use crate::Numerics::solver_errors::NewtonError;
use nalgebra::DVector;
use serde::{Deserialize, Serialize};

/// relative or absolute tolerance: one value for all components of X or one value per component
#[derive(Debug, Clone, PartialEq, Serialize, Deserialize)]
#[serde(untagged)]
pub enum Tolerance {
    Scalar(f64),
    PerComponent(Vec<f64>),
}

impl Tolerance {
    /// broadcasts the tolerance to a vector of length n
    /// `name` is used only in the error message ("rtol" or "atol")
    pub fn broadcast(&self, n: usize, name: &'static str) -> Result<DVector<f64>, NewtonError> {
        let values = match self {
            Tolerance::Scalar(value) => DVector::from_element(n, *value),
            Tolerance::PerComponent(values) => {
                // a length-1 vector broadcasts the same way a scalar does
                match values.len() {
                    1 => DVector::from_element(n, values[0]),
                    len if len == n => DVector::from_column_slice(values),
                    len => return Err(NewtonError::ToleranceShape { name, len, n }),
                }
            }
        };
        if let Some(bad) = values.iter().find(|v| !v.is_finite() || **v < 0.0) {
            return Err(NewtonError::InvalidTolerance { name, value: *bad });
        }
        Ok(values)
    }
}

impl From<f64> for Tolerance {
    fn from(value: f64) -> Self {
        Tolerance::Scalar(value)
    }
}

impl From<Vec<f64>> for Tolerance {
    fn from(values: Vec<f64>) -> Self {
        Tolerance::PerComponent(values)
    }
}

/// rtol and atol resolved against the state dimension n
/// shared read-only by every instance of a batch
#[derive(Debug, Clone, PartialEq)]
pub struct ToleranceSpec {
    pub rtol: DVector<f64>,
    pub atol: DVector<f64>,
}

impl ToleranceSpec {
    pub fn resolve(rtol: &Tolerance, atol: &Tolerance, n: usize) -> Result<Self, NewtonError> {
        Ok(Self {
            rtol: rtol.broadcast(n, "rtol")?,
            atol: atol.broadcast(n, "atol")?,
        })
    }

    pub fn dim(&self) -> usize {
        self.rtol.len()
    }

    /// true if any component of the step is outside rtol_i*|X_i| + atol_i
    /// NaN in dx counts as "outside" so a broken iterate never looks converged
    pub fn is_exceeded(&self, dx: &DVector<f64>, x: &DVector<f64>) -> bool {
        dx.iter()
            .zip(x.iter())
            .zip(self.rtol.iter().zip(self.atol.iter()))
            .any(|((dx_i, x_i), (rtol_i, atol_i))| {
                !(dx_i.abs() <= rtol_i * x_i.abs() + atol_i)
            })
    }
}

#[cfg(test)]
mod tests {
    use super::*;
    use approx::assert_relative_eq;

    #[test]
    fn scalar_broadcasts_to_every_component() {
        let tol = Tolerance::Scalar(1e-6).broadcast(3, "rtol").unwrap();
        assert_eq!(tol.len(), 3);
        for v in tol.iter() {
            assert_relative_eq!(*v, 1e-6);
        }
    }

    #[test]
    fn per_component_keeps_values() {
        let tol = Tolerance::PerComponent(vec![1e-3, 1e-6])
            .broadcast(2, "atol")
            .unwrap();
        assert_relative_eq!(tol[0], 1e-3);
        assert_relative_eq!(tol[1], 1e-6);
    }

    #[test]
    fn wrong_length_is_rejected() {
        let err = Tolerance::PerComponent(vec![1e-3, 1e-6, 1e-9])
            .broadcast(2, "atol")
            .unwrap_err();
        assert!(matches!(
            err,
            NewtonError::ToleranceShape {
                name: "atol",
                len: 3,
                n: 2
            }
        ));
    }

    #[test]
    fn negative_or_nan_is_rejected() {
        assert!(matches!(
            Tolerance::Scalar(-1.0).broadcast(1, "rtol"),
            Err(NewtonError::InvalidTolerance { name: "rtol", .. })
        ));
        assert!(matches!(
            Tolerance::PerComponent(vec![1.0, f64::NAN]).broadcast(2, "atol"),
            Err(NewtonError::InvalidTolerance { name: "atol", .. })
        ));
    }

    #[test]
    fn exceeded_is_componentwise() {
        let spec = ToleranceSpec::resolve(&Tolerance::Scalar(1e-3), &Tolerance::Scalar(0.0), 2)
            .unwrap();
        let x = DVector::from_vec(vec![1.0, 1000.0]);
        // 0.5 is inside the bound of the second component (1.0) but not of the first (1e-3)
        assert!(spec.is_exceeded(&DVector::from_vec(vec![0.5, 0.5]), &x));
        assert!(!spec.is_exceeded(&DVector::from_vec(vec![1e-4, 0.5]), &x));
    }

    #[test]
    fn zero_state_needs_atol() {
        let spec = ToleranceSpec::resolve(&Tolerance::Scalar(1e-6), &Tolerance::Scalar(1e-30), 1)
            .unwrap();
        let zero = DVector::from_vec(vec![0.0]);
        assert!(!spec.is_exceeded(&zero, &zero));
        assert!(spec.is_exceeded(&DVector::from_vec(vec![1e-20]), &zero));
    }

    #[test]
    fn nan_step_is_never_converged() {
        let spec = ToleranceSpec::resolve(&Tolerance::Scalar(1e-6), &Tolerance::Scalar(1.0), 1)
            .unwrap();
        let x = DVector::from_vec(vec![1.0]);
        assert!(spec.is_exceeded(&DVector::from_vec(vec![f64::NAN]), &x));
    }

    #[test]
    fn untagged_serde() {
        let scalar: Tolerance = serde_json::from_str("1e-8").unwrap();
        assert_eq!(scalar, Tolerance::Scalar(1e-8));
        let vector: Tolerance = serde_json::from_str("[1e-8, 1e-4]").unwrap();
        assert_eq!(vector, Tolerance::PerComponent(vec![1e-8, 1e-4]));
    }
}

_Problem statement:_
Filter the data above, keeping only lines that include the string "Serialize".

_Answer to this exercise:_
use serde::{Deserialize, Serialize};
#[derive(Debug, Clone, PartialEq, Serialize, Deserialize)]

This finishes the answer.